Chega de prova!

Nas aulas de Programação orientada a objetos(vulgo aula de Java), lembro que todos os alunos reclamavam de fazer a prova em folha sulfite. Já que no mundo real, teríamos a ajuda de uma IDE e até mesmo do Stackoverflow, o que evitaria erros simples na prova(era .size() ou .length() mesmo?).

Ao chegarmos no mercado de trabalho(há quatro-três anos atrás), nos deparamos com o mesmo problema. A maioria das empresas fazia seleção baseada em uma prova escrita em papel sufite.

Não que este tipo de teste seja incapaz de selecionar os melhores programadores, mas podem vir a selecionar as pessoas que melhor decoram APIs da linguagem ou ainda pior, pessoas que decoram as respostas aos exercícios básicos que são repetidamente colocados em provas de faculdades e neste tipo de seleção.

Além do mais, o dia a dia de um engenheiro de software é muito mais do que resolver um problema, mas saber organizar esta solução para que os próximos engenheiros não percam um dia tentando entender ou adicionar features nele.

Mas as empresas estão renovando a forma de seleção de seus funcionários. Algumas preferem pegar o github do candidato e ver como ele escreve os códigos que ele abre, ou como ele colabora com a comunidade. Outras preferem dar um problema e um prazo, deixando o desenvolvedor livre para pesquisar soluções na internet.

Outras preferem o meio termo, o Facebook por exemplo pede ao programador que abra o http://collabedit.com/ e convide o entrevistador para ver como ele irá solucionar uma série de problemas "clássicos"(com várias modificações). O entrevistador acompanha o desenvolvimento do código, inclusive dando sugestões de melhoria conforme o andar.

Já a CI&T aplica um hackathon, na linguagem que precisa de colaboradores. Nele os candidatos formam diversas equipes e são auxiliados por funcionários da empresa, para responder a possíveis dúvidas(sempre evitando dizer qual solução é mais certa).
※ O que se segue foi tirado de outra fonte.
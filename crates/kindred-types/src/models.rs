use std::collections::BTreeMap;

use chrono::{DateTime, Utc};
use serde::{Deserialize, Serialize};
use uuid::Uuid;

use crate::lifecycle::{MatchPhase, MatchSides, Side, SideStatus};

#[derive(Debug, Clone, Copy, PartialEq, Eq, Hash, Serialize, Deserialize)]
#[serde(rename_all = "lowercase")]
pub enum Gender {
    Male,
    Female,
}

impl Gender {
    /// The preference category a user of this gender is matched against.
    pub fn opposite(self) -> Self {
        match self {
            Self::Male => Self::Female,
            Self::Female => Self::Male,
        }
    }

    pub fn as_str(self) -> &'static str {
        match self {
            Self::Male => "male",
            Self::Female => "female",
        }
    }

    pub fn parse(value: &str) -> Option<Self> {
        match value {
            "male" => Some(Self::Male),
            "female" => Some(Self::Female),
            _ => None,
        }
    }
}

#[derive(Debug, Clone, Serialize, Deserialize)]
pub struct User {
    pub id: Uuid,
    pub nickname: String,
    pub gender: Gender,
    pub birth_year: i32,
    pub location: String,
    pub is_profile_complete: bool,
    pub created_at: DateTime<Utc>,
}

/// Trait name -> weight. Keys are kept sorted so two vectors over the same
/// traits line up component by component.
#[derive(Debug, Clone, Default, PartialEq, Serialize, Deserialize)]
#[serde(transparent)]
pub struct PersonalityVector(pub BTreeMap<String, f64>);

impl PersonalityVector {
    pub fn new<I, K>(weights: I) -> Self
    where
        I: IntoIterator<Item = (K, f64)>,
        K: Into<String>,
    {
        Self(weights.into_iter().map(|(k, v)| (k.into(), v)).collect())
    }

    pub fn dimensions(&self) -> usize {
        self.0.len()
    }

    /// Parses the JSON stored with a scenario option. Anything that is not a
    /// flat object of finite numbers yields `None`.
    pub fn from_json(raw: &str) -> Option<Self> {
        let vector: Self = serde_json::from_str(raw).ok()?;
        if vector.0.is_empty() || vector.0.values().any(|w| !w.is_finite()) {
            return None;
        }
        Some(vector)
    }

    /// Component pairs when both vectors cover exactly the same traits.
    pub fn aligned<'a>(&'a self, other: &'a Self) -> Option<Vec<(f64, f64)>> {
        if self.0.len() != other.0.len() {
            return None;
        }
        self.0
            .iter()
            .zip(other.0.iter())
            .map(|((ka, a), (kb, b))| (ka == kb).then_some((*a, *b)))
            .collect()
    }
}

/// One answered scenario, as fed to the scorer.
#[derive(Debug, Clone, PartialEq)]
pub struct ScenarioVector {
    pub scenario_id: i64,
    pub vector: PersonalityVector,
}

/// One answered scenario with the option picked and, when the option carries
/// a well-formed vector, that vector.
#[derive(Debug, Clone, PartialEq)]
pub struct ScenarioAnswer {
    pub scenario_id: i64,
    pub option_id: i64,
    pub vector: Option<PersonalityVector>,
}

/// Returns the pair in storage order (lower id first), or `None` for a
/// self-pair.
pub fn canonical_pair(a: Uuid, b: Uuid) -> Option<(Uuid, Uuid)> {
    match a.cmp(&b) {
        std::cmp::Ordering::Less => Some((a, b)),
        std::cmp::Ordering::Greater => Some((b, a)),
        std::cmp::Ordering::Equal => None,
    }
}

#[derive(Debug, Clone, PartialEq, Serialize, Deserialize)]
pub struct Match {
    pub id: Uuid,
    pub user_a_id: Uuid,
    pub user_b_id: Uuid,
    pub compatibility_score: u8,
    pub match_reason: String,
    pub user_a_status: SideStatus,
    pub user_b_status: SideStatus,
    pub is_matched: bool,
    pub matched_at: Option<DateTime<Utc>>,
    pub created_at: DateTime<Utc>,
}

impl Match {
    pub fn sides(&self) -> MatchSides {
        MatchSides {
            a: self.user_a_status,
            b: self.user_b_status,
        }
    }

    pub fn phase(&self) -> MatchPhase {
        self.sides().phase()
    }

    pub fn side_of(&self, user_id: Uuid) -> Option<Side> {
        if user_id == self.user_a_id {
            Some(Side::A)
        } else if user_id == self.user_b_id {
            Some(Side::B)
        } else {
            None
        }
    }

    pub fn counterpart_of(&self, user_id: Uuid) -> Option<Uuid> {
        match self.side_of(user_id)? {
            Side::A => Some(self.user_b_id),
            Side::B => Some(self.user_a_id),
        }
    }

    pub fn involves(&self, user_id: Uuid) -> bool {
        self.side_of(user_id).is_some()
    }
}

#[derive(Debug, Clone, PartialEq, Serialize, Deserialize)]
pub struct Message {
    pub id: Uuid,
    pub match_id: Uuid,
    pub sender_id: Uuid,
    pub content: String,
    pub is_read: bool,
    pub created_at: DateTime<Utc>,
}

#[derive(Debug, Clone, Copy, PartialEq, Eq, Serialize, Deserialize)]
#[serde(rename_all = "lowercase")]
pub enum DeviceType {
    Ios,
    Android,
    Web,
}

impl DeviceType {
    pub fn as_str(self) -> &'static str {
        match self {
            Self::Ios => "ios",
            Self::Android => "android",
            Self::Web => "web",
        }
    }

    pub fn parse(value: &str) -> Option<Self> {
        match value {
            "ios" => Some(Self::Ios),
            "android" => Some(Self::Android),
            "web" => Some(Self::Web),
            _ => None,
        }
    }
}

#[derive(Debug, Clone, PartialEq, Serialize, Deserialize)]
pub struct PushToken {
    pub id: Uuid,
    pub user_id: Uuid,
    pub token: String,
    pub device_type: DeviceType,
    pub is_active: bool,
}

#[derive(Debug, Clone, Copy, PartialEq, Eq, Hash, Serialize, Deserialize)]
#[serde(rename_all = "snake_case")]
pub enum NotificationKind {
    NewMatch,
    MatchAccepted,
    NewMessage,
}

impl NotificationKind {
    pub fn as_str(self) -> &'static str {
        match self {
            Self::NewMatch => "new_match",
            Self::MatchAccepted => "match_accepted",
            Self::NewMessage => "new_message",
        }
    }

    pub fn parse(value: &str) -> Option<Self> {
        match value {
            "new_match" => Some(Self::NewMatch),
            "match_accepted" => Some(Self::MatchAccepted),
            "new_message" => Some(Self::NewMessage),
            _ => None,
        }
    }

    /// Android notification channel the push is routed to.
    pub fn channel_id(self) -> &'static str {
        match self {
            Self::NewMatch | Self::MatchAccepted => "matches",
            Self::NewMessage => "messages",
        }
    }
}

#[derive(Debug, Clone, PartialEq, Serialize, Deserialize)]
pub struct NotificationLog {
    pub id: Uuid,
    pub user_id: Uuid,
    pub kind: NotificationKind,
    pub title: String,
    pub body: String,
    pub data: serde_json::Value,
    pub is_read: bool,
    pub created_at: DateTime<Utc>,
}

/// Stored per-user notification toggles.
#[derive(Debug, Clone, Copy, PartialEq, Eq, Serialize, Deserialize)]
pub struct NotificationPreferences {
    pub push_enabled: bool,
    pub match_notifications: bool,
    pub match_accepted_notifications: bool,
    pub message_notifications: bool,
}

impl Default for NotificationPreferences {
    fn default() -> Self {
        Self {
            push_enabled: true,
            match_notifications: true,
            match_accepted_notifications: true,
            message_notifications: true,
        }
    }
}

impl NotificationPreferences {
    pub fn allows(&self, kind: NotificationKind) -> bool {
        match kind {
            NotificationKind::NewMatch => self.match_notifications,
            NotificationKind::MatchAccepted => self.match_accepted_notifications,
            NotificationKind::NewMessage => self.message_notifications,
        }
    }
}

#[cfg(test)]
mod tests {
    use super::*;

    #[test]
    fn canonical_pair_orders_lower_first() {
        let low = Uuid::from_u128(1);
        let high = Uuid::from_u128(2);
        assert_eq!(canonical_pair(high, low), Some((low, high)));
        assert_eq!(canonical_pair(low, high), Some((low, high)));
        assert_eq!(canonical_pair(low, low), None);
    }

    #[test]
    fn canonical_order_matches_text_order() {
        let low = Uuid::from_u128(0x0f);
        let high = Uuid::from_u128(0xf0);
        let (a, b) = canonical_pair(high, low).unwrap();
        assert!(a.to_string() < b.to_string());
    }

    #[test]
    fn malformed_vectors_are_rejected() {
        assert!(PersonalityVector::from_json(r#"{"warmth": 0.4, "risk": -1}"#).is_some());
        assert!(PersonalityVector::from_json(r#"{}"#).is_none());
        assert!(PersonalityVector::from_json(r#"{"warmth": "high"}"#).is_none());
        assert!(PersonalityVector::from_json(r#"[1, 2, 3]"#).is_none());
        assert!(PersonalityVector::from_json("not json").is_none());
    }

    #[test]
    fn aligned_requires_same_traits() {
        let a = PersonalityVector::new([("calm", 1.0), ("open", 2.0)]);
        let b = PersonalityVector::new([("open", 3.0), ("calm", 4.0)]);
        let c = PersonalityVector::new([("calm", 1.0), ("bold", 2.0)]);

        assert_eq!(a.aligned(&b), Some(vec![(1.0, 4.0), (2.0, 3.0)]));
        assert_eq!(a.aligned(&c), None);
    }

    #[test]
    fn notification_channels() {
        assert_eq!(NotificationKind::NewMatch.channel_id(), "matches");
        assert_eq!(NotificationKind::MatchAccepted.channel_id(), "matches");
        assert_eq!(NotificationKind::NewMessage.channel_id(), "messages");
    }
}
Assim, todos são avaliados num ambiente muito parecido com o de "produção". É possível verificar como os desenvolvedores interagem entre sí, como eles discutem soluções e quão abertos eles são para ideias de outras pessoas.

Também existem empresas que fazem Coding Dojos, que tem as mesmas vantagens do hackathon, porém com duração menor, desgastam menos os funcionários e candidatos, podendo também aumentar o número de pessoas avaliadas por semana.

Todas estas novas formas de avaliação trazem consigo vantagens e desvantagens, mas pela aproximação com o ambiente do dia a dia, é possível dizer que elas selecionam de forma mais objetiva e real as pessoas. Afinal, nós fazemos software, nós precisamos de computadores, não de folhas sulfite.